Surrogate constraint analysis-new heuristics and learning schemes for satisfiability problems

Surrogate constraint analysis has been applied effectively to a variety of combinatorial optimization problems, as a foundation for both exact and heuristic methods. In the heuristic domain, surrogate constraint methods are particularly suited to the creation of associated learning procedures and to the application of probabilistic decisions. We show that these approaches are natural and effective for satisfiability (SAT) problems. Added motivation comes from observing that the current best exact and heuristic procedures for multidimensional knapsack problems are provided independently by surrogate constraint methods and probabilistic methods that use memory and learning structures (derived from tabu search). We show that the SAT problem can be formulated as a special instance of a binary-choice multidimensional knapsack problem (or equivalently, a binary-choice generalized covering problem), and demonstrate how surrogate constraint analysis can be specialized in a particularly convenient way to exploit the structure of this problem.

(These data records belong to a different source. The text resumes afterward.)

//! Tag-aware cache facade.
//!
//! Wraps a key-value cache backend, prefixes every key with a namespace, and
//! keeps a per-tag membership list in the backend so all entries under a tag
//! can be invalidated with one call.
//!
//! # Features
//!
//! - `redis` - Enable the Redis backend (enabled by default)
//! - **In-memory backend** - [`MemoryStore`], always available
//! - **Tag-based invalidation** - [`TaggedCache::remove_by_tag`]
//!
//! # Examples
//!
//! ## In-memory Cache
//!
//! ```
//! use tagcache::*;
//! use serde_json::json;
//!
//! # async fn example() -> Result<(), CacheError> {
//! let cache = TaggedCache::memory("prefix");
//!
//! cache.set("person01", json!({"name": "John", "age": 10}), None, Some("tag_person")).await?;
//! cache.set("family01", json!({"address": "Kan Yun street"}), None, Some("tag_family")).await?;
//!
//! // Drop every entry tagged "tag_person"
//! cache.remove_by_tag("tag_person").await;
//!
//! // Or several tags at once
//! cache.remove_by_tags(&["tag_person", "tag_family"]).await;
//! # Ok(())
//! # }
//! ```
//!
//! ## Redis Cache
//!
//! ```no_run
//! use tagcache::*;
//! use serde_json::json;
//! use std::time::Duration;
//!
//! #[tokio::main]
//! async fn main() -> Result<(), CacheError> {
//!     let redis = RedisConfig::builder()
//!         .url("redis://127.0.0.1:6379")
//!         .database(1)
//!         .build();
//!     let cache = TaggedCache::redis("prefix", &redis).await?;
//!
//!     cache.set("session:1", json!("token"), Some(Duration::from_secs(60)), Some("sessions")).await?;
//!
//!     Ok(())
//! }
//! ```

pub mod config;
pub mod error;
pub mod membership;
pub mod memory;
pub mod tagged;
pub mod traits;

#[cfg(feature = "redis")]
pub mod redis_store;

pub use config::{CacheBackend, CacheConfig, RedisConfig, RedisConfigBuilder};
pub use error::{CacheError, CacheResult};
pub use memory::MemoryStore;
pub use tagged::TaggedCache;
pub use traits::{CacheStore, ValueProducer, producer};

#[cfg(feature = "redis")]
pub use redis_store::RedisStore;

/// Re-export commonly used types
pub mod prelude {
    pub use crate::config::{CacheBackend, CacheConfig, RedisConfig};
    pub use crate::error::{CacheError, CacheResult};
    pub use crate::memory::MemoryStore;
    pub use crate::tagged::TaggedCache;
    pub use crate::traits::CacheStore;

    #[cfg(feature = "redis")]
    pub use crate::redis_store::RedisStore;
}
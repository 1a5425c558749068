//! Tag keys and the stored representation of tag membership.
//!
//! A tag's membership is the list of (unprefixed) entry keys recorded under
//! it. It is written as a native JSON array of strings. On read, a string
//! holding that array encoded as JSON text is accepted too, since other
//! encoders may have persisted it that way.

use crate::error::{CacheError, CacheResult};
use serde_json::Value;

/// Marker inserted between the namespace prefix and the tag name.
pub const TAG_MARKER: &str = "tag_";

/// Derive the storage key for `tag` under `prefix`.
///
/// Returns `None` for an empty tag name: an empty tag has no index.
pub fn tag_key(prefix: &str, tag: &str) -> Option<String> {
    if tag.is_empty() {
        return None;
    }
    Some(format!("{}{}{}", prefix, TAG_MARKER, tag))
}

/// The two accepted stored forms of a membership list.
#[derive(Debug, Clone, PartialEq)]
pub enum StoredMembership {
    /// A native JSON array
    List(Vec<Value>),
    /// A string containing the array encoded as JSON text
    Encoded(String),
}

impl StoredMembership {
    /// Classify a raw stored value. Anything else is a decode error.
    pub fn classify(tag_key: &str, raw: Value) -> CacheResult<Self> {
        match raw {
            Value::Array(items) => Ok(Self::List(items)),
            Value::String(text) => Ok(Self::Encoded(text)),
            other => Err(CacheError::Decode {
                key: tag_key.to_string(),
                reason: format!("expected a list or an encoded list, got {}", kind(&other)),
            }),
        }
    }

    /// Decode into the member key names.
    pub fn into_keys(self, tag_key: &str) -> CacheResult<Vec<String>> {
        let items = match self {
            Self::List(items) => items,
            Self::Encoded(text) => match serde_json::from_str::<Value>(&text) {
                Ok(Value::Array(items)) => items,
                Ok(other) => {
                    return Err(CacheError::Decode {
                        key: tag_key.to_string(),
                        reason: format!("encoded value is {}, not a list", kind(&other)),
                    });
                }
                Err(e) => {
                    return Err(CacheError::Decode {
                        key: tag_key.to_string(),
                        reason: e.to_string(),
                    });
                }
            },
        };

        items
            .into_iter()
            .map(|item| member_name(tag_key, item))
            .collect()
    }
}

/// Decode a raw stored membership value into key names.
pub fn decode(tag_key: &str, raw: Value) -> CacheResult<Vec<String>> {
    StoredMembership::classify(tag_key, raw)?.into_keys(tag_key)
}

/// Encode a membership list for storage.
pub fn encode(keys: &[String]) -> Value {
    Value::Array(keys.iter().cloned().map(Value::String).collect())
}

/// Put `key` first, followed by the existing members other than `key`.
pub fn with_member(key: &str, existing: Vec<String>) -> Vec<String> {
    let mut keys = Vec::with_capacity(existing.len() + 1);
    keys.push(key.to_string());
    keys.extend(existing.into_iter().filter(|k| k != key));
    keys
}

fn member_name(tag_key: &str, item: Value) -> CacheResult<String> {
    match item {
        Value::String(s) => Ok(s),
        Value::Number(n) => Ok(n.to_string()),
        Value::Bool(b) => Ok(b.to_string()),
        other => Err(CacheError::Decode {
            key: tag_key.to_string(),
            reason: format!("member is {}, not a key name", kind(&other)),
        }),
    }
}

fn kind(value: &Value) -> &'static str {
    match value {
        Value::Null => "null",
        Value::Bool(_) => "a boolean",
        Value::Number(_) => "a number",
        Value::String(_) => "a string",
        Value::Array(_) => "a list",
        Value::Object(_) => "an object",
    }
}

#[cfg(test)]
mod tests {
    use super::*;
    use serde_json::json;

    #[test]
    fn test_tag_key() {
        assert_eq!(tag_key("app_", "users"), Some("app_tag_users".to_string()));
        assert_eq!(tag_key("", "users"), Some("tag_users".to_string()));
        assert_eq!(tag_key("app_", ""), None);
    }

    #[test]
    fn test_decode_native_list() {
        let keys = decode("t", json!(["person01", "person02"])).unwrap();
        assert_eq!(keys, vec!["person01", "person02"]);
    }

    #[test]
    fn test_decode_encoded_list() {
        let keys = decode("t", json!(r#"["person01","person02"]"#)).unwrap();
        assert_eq!(keys, vec!["person01", "person02"]);
    }

    #[test]
    fn test_decode_stringifies_scalars() {
        let keys = decode("t", json!(["a", 7, true])).unwrap();
        assert_eq!(keys, vec!["a", "7", "true"]);
    }

    #[test]
    fn test_decode_rejects_object() {
        let err = decode("app_tag_x", json!({"a": 1})).unwrap_err();
        assert!(matches!(err, CacheError::Decode { ref key, .. } if key == "app_tag_x"));
    }

    #[test]
    fn test_decode_rejects_garbage_string() {
        assert!(matches!(
            decode("t", json!("not a list")),
            Err(CacheError::Decode { .. })
        ));
        assert!(matches!(
            decode("t", json!(r#"{"a":1}"#)),
            Err(CacheError::Decode { .. })
        ));
    }

    #[test]
    fn test_decode_rejects_nested_member() {
        assert!(decode("t", json!([["a"]])).is_err());
    }

    #[test]
    fn test_with_member_dedups_and_prepends() {
        let keys = with_member("b", vec!["a".into(), "b".into(), "c".into()]);
        assert_eq!(keys, vec!["b", "a", "c"]);

        let keys = with_member("x", Vec::new());
        assert_eq!(keys, vec!["x"]);
    }

    #[test]
    fn test_encode_is_native_list() {
        let value = encode(&["a".to_string(), "b".to_string()]);
        assert_eq!(value, json!(["a", "b"]));
        assert_eq!(decode("t", value).unwrap(), vec!["a", "b"]);
    }
}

Our approach incorporates simple (first order) instances of adaptive memory structures characteristic of tabu search implementations, to give a learning effect to guide the search. This use of memory adds a dimension to the solution process that has not adequately been examined in the past. We find that the combination of surrogate constraint analysis and simple learning proves more effective than probabilistic search designs, including those that encompass probabilistic rules that have been highly favored in previous SAT approaches. These outcomes motivate a closer look at surrogate strategies and more advanced ways of integrating them with adaptive memory and learning procedures.